Increasing evidence suggests that the activation of p38 mitogen-activated protein kinase (p38MAPK) plays a role in cardiac remodeling. Targeting p38MAPK using drugs reported to interfere with its phosphorylation, namely statins and all-trans retinoic acid (atRA), might play a role in ameliorating this remodeling. Cardiac remodeling was induced in male albino rats by chronic inhibition of nitric oxide (NO) synthesis by N-nitro L-arginine methyl ester (L-NAME). Daily oral administration of L-NAME for 4 weeks resulted in the elevation of mean arterial blood pressure (MABP) together with cardiac remodeling evidenced by an increase in left ventricular-body weight ratio together with an increase in cardiac hydroxyproline concentration and a decrease in left ventricular papillary muscle-developed tension.

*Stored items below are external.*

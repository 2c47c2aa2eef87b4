#[cfg(feature = "serde")]
use serde::{Deserialize, Serialize};

/// Block-level container kinds. TABLE is reserved for a family planned
/// but not present in the textual grammar this crate implements.
#[derive(Debug, Clone, Copy, PartialEq, Eq, Hash)]
#[cfg_attr(feature = "serde", derive(Serialize, Deserialize))]
pub enum BlockKind {
    Doc,
    Hidden,
    Quote,
    Ul,
    Ol,
    Li,
    Hr,
    H,
    Div,
    Def,
    Latex,
    Code,
    P,
    /// Sentinel empty placeholder child (bare list item, freshly opened
    /// division with no content yet). Never surfaced to the walker.
    Empty,
}

impl BlockKind {
    /// Leaf kinds carry inline spans and are handed to the span parser;
    /// all other kinds only ever contain other containers.
    pub fn is_leaf(self) -> bool {
        matches!(self, BlockKind::P | BlockKind::H | BlockKind::Code | BlockKind::Latex)
    }
}

#[derive(Debug, Clone, Copy, PartialEq, Eq, Hash)]
#[cfg_attr(feature = "serde", derive(Serialize, Deserialize))]
pub enum SpanKind {
    Em,
    Strong,
    Url,
    Img,
    Code,
    Del,
    LatexMath,
    Ref,
    Underline,
    Highlight,
    /// Internal-only: consumed during attribute reconciliation (4.6.4),
    /// never replayed as its own enter/leave pair.
    Attribute,
}

#[derive(Debug, Clone, Copy, PartialEq, Eq, Hash)]
#[cfg_attr(feature = "serde", derive(Serialize, Deserialize))]
pub enum TextKind {
    Normal,
    Latex,
    Code,
    BlockMarkerHidden,
    SpanMarkerHidden,
}
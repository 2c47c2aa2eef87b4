/// Caller-tunable knobs. There is no CLI, env, or persisted state at
/// this layer (the buffer and this struct are the only inputs); unlike
/// the editor this crate was lifted out of, options are not read from
/// a config file.
#[derive(Debug, Clone, Copy, PartialEq, Eq)]
pub struct ParseOptions {
    /// Upper bound on a verbatim fence/mark run length (e.g. a run of
    /// backticks opening a code span). Bounds per-line work; the
    /// original engine hard-codes 32.
    pub max_repeat_mark: u32,
}

impl Default for ParseOptions {
    fn default() -> Self {
        Self { max_repeat_mark: 32 }
    }
}
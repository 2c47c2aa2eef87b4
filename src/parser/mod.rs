//! The two-phase parsing engine (§2): line index, segment analyzer,
//! segment processor, container arena, tree walker, and span parser,
//! wired together behind the single [`parse`] entry point (§6).

pub mod block_processor;
pub mod callbacks;
pub mod container;
pub mod line_index;
pub mod segment;
pub mod span;
pub mod walker;

pub use callbacks::ParserCallbacks;

use anyhow::Context;

use crate::options::ParseOptions;

use block_processor::{process_segment, Cursors};
use container::{Arena, ROOT};
use line_index::LineIndex;
use segment::analyse_segment;

/// Parses `input` with the default [`ParseOptions`], reporting events
/// through `callbacks`. See [`parse_with_options`] to tune the
/// verbatim-run cap.
pub fn parse(input: &str, callbacks: &mut dyn ParserCallbacks) -> anyhow::Result<()> {
    parse_with_options(input, &ParseOptions::default(), callbacks)
}

/// Runs the block-structure phase to completion over `input`, then
/// walks the resulting container tree, running the span-detection
/// phase over each leaf block's content ranges (§4.5, §4.6).
///
/// `parse` is stateless and synchronous (§5): one call owns one arena
/// from start to finish, and the sink's callbacks are invoked inline,
/// in depth-first source order. A callback failure short-circuits the
/// walk; no further callbacks run and the error propagates out of this
/// call.
pub fn parse_with_options(
    input: &str,
    options: &ParseOptions,
    callbacks: &mut dyn ParserCallbacks,
) -> anyhow::Result<()> {
    log::info!("parsing {} bytes", input.len());

    let line_index = LineIndex::build(input);
    let mut arena = Arena::new();
    let mut cursors = Cursors::default();

    let mut offset = 0usize;
    while offset < input.len() {
        let result = analyse_segment(input, offset, &line_index, &arena, cursors.above, options);
        cursors.above = result.above_container;
        cursors = process_segment(&mut arena, cursors, &result.segment);
        offset = result.resume_at + 1;
    }

    walker::walk(input, &arena, ROOT, options, callbacks)
        .context("parse aborted: sink callback returned an error")
}

#[cfg(test)]
mod tests {
    use super::*;
    use crate::model::{Attributes, BlockDetail, Boundaries, SpanDetail, SpanKind, TextKind};
    use crate::model::BlockKind;

    #[derive(Default)]
    struct Recorder {
        events: Vec<String>,
    }

    impl ParserCallbacks for Recorder {
        fn enter_block(&mut self, kind: BlockKind, _b: &[Boundaries], _a: &Attributes, _d: Option<&BlockDetail>) -> anyhow::Result<()> {
            self.events.push(format!("enter_block {:?}", kind));
            Ok(())
        }
        fn leave_block(&mut self, kind: BlockKind) -> anyhow::Result<()> {
            self.events.push(format!("leave_block {:?}", kind));
            Ok(())
        }
        fn enter_span(&mut self, kind: SpanKind, _b: &[Boundaries], _a: &Attributes, _d: Option<&SpanDetail>) -> anyhow::Result<()> {
            self.events.push(format!("enter_span {:?}", kind));
            Ok(())
        }
        fn leave_span(&mut self, kind: SpanKind) -> anyhow::Result<()> {
            self.events.push(format!("leave_span {:?}", kind));
            Ok(())
        }
        fn text(&mut self, kind: TextKind, bounds: &[Boundaries]) -> anyhow::Result<()> {
            self.events.push(format!("text {:?} len={}", kind, bounds.len()));
            Ok(())
        }
    }

    struct Failing;
    impl ParserCallbacks for Failing {
        fn enter_block(&mut self, _k: BlockKind, _b: &[Boundaries], _a: &Attributes, _d: Option<&BlockDetail>) -> anyhow::Result<()> {
            anyhow::bail!("sink refuses this block")
        }
        fn leave_block(&mut self, _k: BlockKind) -> anyhow::Result<()> {
            Ok(())
        }
        fn enter_span(&mut self, _k: SpanKind, _b: &[Boundaries], _a: &Attributes, _d: Option<&SpanDetail>) -> anyhow::Result<()> {
            Ok(())
        }
        fn leave_span(&mut self, _k: SpanKind) -> anyhow::Result<()> {
            Ok(())
        }
        fn text(&mut self, _k: TextKind, _b: &[Boundaries]) -> anyhow::Result<()> {
            Ok(())
        }
    }

    #[test]
    fn plain_text_emits_single_text_event() {
        let mut rec = Recorder::default();
        parse("abc\n", &mut rec).unwrap();
        assert_eq!(
            rec.events,
            vec!["enter_block Doc", "enter_block P", "text Normal len=1", "leave_block P", "leave_block Doc"]
        );
    }

    #[test]
    fn callback_failure_aborts_the_walk() {
        let mut sink = Failing;
        let err = parse("abc\n", &mut sink).unwrap_err();
        assert!(err.to_string().contains("parse aborted"));
    }

    #[test]
    fn emphasis_and_strong_are_detected_end_to_end() {
        let mut rec = Recorder::default();
        parse("a *b* c _d_ e\n", &mut rec).unwrap();
        assert!(rec.events.contains(&"enter_span Strong".to_string()));
        assert!(rec.events.contains(&"enter_span Em".to_string()));
    }
}
//! Precomputed offset-to-line-number and line-begin tables (§4.1).

pub struct LineIndex {
    /// `line_no_of_offset[off]` is the 0-based line number containing
    /// byte `off`. One entry past the buffer end repeats the last
    /// line's number so lookups at `buffer.len()` don't panic.
    line_no_of_offset: Vec<usize>,
    /// Offset of the first byte of each line.
    line_begins: Vec<usize>,
}

impl LineIndex {
    pub fn build(input: &str) -> Self {
        let bytes = input.as_bytes();
        let mut line_no_of_offset = Vec::with_capacity(bytes.len() + 1);
        let mut line_begins = vec![0usize];
        let mut line = 0usize;
        for (i, &b) in bytes.iter().enumerate() {
            line_no_of_offset.push(line);
            if b == b'\n' {
                line += 1;
                line_begins.push(i + 1);
            }
        }
        line_no_of_offset.push(line);
        Self { line_no_of_offset, line_begins }
    }

    pub fn line_number_of(&self, offset: usize) -> usize {
        let idx = offset.min(self.line_no_of_offset.len() - 1);
        self.line_no_of_offset[idx]
    }

    /// Offset of the `\n` terminating `off`'s line, or the buffer end
    /// if that line has no trailing newline.
    pub fn find_next_line_end(&self, input: &str, off: usize) -> usize {
        let line = self.line_number_of(off);
        if line + 1 < self.line_begins.len() {
            self.line_begins[line + 1] - 1
        } else {
            input.len()
        }
    }
}

#[cfg(test)]
mod tests {
    use super::*;

    #[test]
    fn indexes_lines_and_finds_ends() {
        let input = "abc\nde\nf";
        let idx = LineIndex::build(input);
        assert_eq!(idx.line_number_of(0), 0);
        assert_eq!(idx.line_number_of(4), 1);
        assert_eq!(idx.line_number_of(7), 2);
        assert_eq!(idx.find_next_line_end(input, 0), 3);
        assert_eq!(idx.find_next_line_end(input, 4), 6);
        assert_eq!(idx.find_next_line_end(input, 7), 8);
    }
}
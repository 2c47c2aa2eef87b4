#[cfg(feature = "serde")]
use serde::{Deserialize, Serialize};

/// Five offsets bracketing the textual content of a block or span on a
/// single line: `pre..beg` is leading markup, `beg..end` is displayable
/// content, `end..post` is trailing markup. `pre <= beg <= end <= post`
/// always holds for a single boundary record.
#[derive(Debug, Clone, Copy, PartialEq, Eq)]
#[cfg_attr(feature = "serde", derive(Serialize, Deserialize))]
pub struct Boundaries {
    pub line_number: usize,
    pub pre: usize,
    pub beg: usize,
    pub end: usize,
    pub post: usize,
}

impl Boundaries {
    pub fn new(line_number: usize, pre: usize, beg: usize, end: usize, post: usize) -> Self {
        debug_assert!(pre <= beg && beg <= end && end <= post);
        Self { line_number, pre, beg, end, post }
    }

    /// A degenerate record with no content, used for sentinel/empty
    /// placeholder containers.
    pub fn empty_at(line_number: usize, offset: usize) -> Self {
        Self { line_number, pre: offset, beg: offset, end: offset, post: offset }
    }
}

An elevation in cardiac phosphorylated p38MAPK concentration, tumor necrosis factor alpha concentration and in cardiac caspase 3 activity was also observed. Administration of either rosuvastatin or all-trans retinoic acid (atRA), starting 4 weeks after L-NAME administration, ameliorated remodeling and improved all studied parameters. Targeting MAPK might represent a useful therapeutic avenue to ameliorate cardiac remodeling and support the notion that atRA and statins are potential candidates for the prevention and therapy of cardiac remodeling.